(Recorded data)
++++++++

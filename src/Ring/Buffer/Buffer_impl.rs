use std::mem::size_of;
use std::ptr;
use std::sync::atomic::Ordering::{AcqRel, Acquire};

use super::layout::{Direction, SharedRegion, RING_CAPACITY};
use super::Buffer::RingBuffer;
use crate::Ring::Structs::Message_Structs::ChatMessage;

impl RingBuffer {
    /// Create a ring view over an existing head counter and slot array.
    ///
    /// # Safety
    /// `head` and `slots` must point into a live mapping, and `slots` must have
    /// room for `capacity` messages.
    pub unsafe fn new(head: *const std::sync::atomic::AtomicI32, slots: *mut ChatMessage, capacity: usize) -> Self {
        Self {
            head,
            slots,
            capacity,
        }
    }

    /// View one direction of a mapped [`SharedRegion`].
    ///
    /// # Safety
    /// `region` must point to a live, properly sized mapping.
    pub unsafe fn for_direction(region: *mut SharedRegion, direction: Direction) -> Self {
        let (head, slots) = match direction {
            Direction::AtoB => (
                ptr::addr_of!((*region).head_a_to_b),
                ptr::addr_of_mut!((*region).ring_a_to_b) as *mut ChatMessage,
            ),
            Direction::BtoA => (
                ptr::addr_of!((*region).head_b_to_a),
                ptr::addr_of_mut!((*region).ring_b_to_a) as *mut ChatMessage,
            ),
        };
        Self::new(head, slots, RING_CAPACITY)
    }

    /// Size in bytes of one slot stride in memory.
    #[inline]
    pub fn slot_stride() -> usize {
        size_of::<ChatMessage>()
    }

    #[inline]
    pub fn capacity(&self) -> usize {
        self.capacity
    }

    /// Slot written by the producer that received `new_head` from the increment.
    #[inline]
    pub fn slot_for_head(&self, new_head: i32) -> usize {
        (new_head.wrapping_sub(1) as u32 as usize) % self.capacity
    }

    /// Slot a consumer reads for its zero-based `tail`.
    #[inline]
    pub fn slot_for_tail(&self, tail: u64) -> usize {
        (tail % self.capacity as u64) as usize
    }

    /// Current head counter value.
    pub fn head(&self) -> i32 {
        unsafe { (*self.head).load(Acquire) }
    }

    #[inline]
    unsafe fn slot_mut(&self, index: usize) -> *mut ChatMessage {
        self.slots.add(index)
    }

    /// Claim the next slot and write `message` into it.
    ///
    /// Returns the new head count. The write is not synchronised against a
    /// reader of the same slot: when the producer wraps before the consumer
    /// caught up, the older entry is overwritten and lost. The caller signals
    /// the consumer after this returns.
    pub fn publish(&self, message: &ChatMessage) -> i32 {
        let new_head = unsafe { (*self.head).fetch_add(1, AcqRel) }.wrapping_add(1);
        let idx = self.slot_for_head(new_head);
        unsafe {
            ptr::write_volatile(self.slot_mut(idx), *message);
        }
        new_head
    }

    /// Copy out the slot a consumer at `tail` is due to read.
    ///
    /// The slot's content is trusted as-is; nothing checks that it is the
    /// message that was signalled.
    pub fn read(&self, tail: u64) -> ChatMessage {
        let idx = self.slot_for_tail(tail);
        unsafe { ptr::read_volatile(self.slot_mut(idx)) }
    }

    /// Copy out a slot by index, without tail arithmetic.
    pub fn peek_slot(&self, index: usize) -> Option<ChatMessage> {
        if index >= self.capacity {
            return None;
        }
        Some(unsafe { ptr::read_volatile(self.slot_mut(index)) })
    }
}

#[cfg(test)]
mod tests {
    use super::*;
    use std::alloc::{alloc_zeroed, dealloc, Layout};

    fn zeroed_region() -> (*mut SharedRegion, Layout) {
        let layout = Layout::new::<SharedRegion>();
        let ptr = unsafe { alloc_zeroed(layout) } as *mut SharedRegion;
        assert!(!ptr.is_null());
        (ptr, layout)
    }

    #[test]
    fn directions_do_not_alias() {
        let (region, layout) = zeroed_region();
        let a = unsafe { RingBuffer::for_direction(region, Direction::AtoB) };
        let b = unsafe { RingBuffer::for_direction(region, Direction::BtoA) };

        a.publish(&ChatMessage::new(1, "from a"));
        assert_eq!(a.head(), 1);
        assert_eq!(b.head(), 0);
        assert_eq!(b.read(0).text(), "");
        assert_eq!(a.read(0).text(), "from a");

        unsafe { dealloc(region as *mut u8, layout) };
    }

    #[test]
    fn slot_for_head_wraps() {
        let (region, layout) = zeroed_region();
        let ring = unsafe { RingBuffer::for_direction(region, Direction::AtoB) };
        assert_eq!(ring.slot_for_head(1), 0);
        assert_eq!(ring.slot_for_head(64), 63);
        assert_eq!(ring.slot_for_head(65), 0);
        assert_eq!(ring.slot_for_tail(64), 0);
        assert_eq!(ring.slot_for_tail(130), 2);
        assert!(ring.peek_slot(RING_CAPACITY).is_none());
        unsafe { dealloc(region as *mut u8, layout) };
    }
}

++++++++

- _THE PROBLEM_: Answer with a number only: how many lines above include the word "into"?

- _THE ANSWER_: 2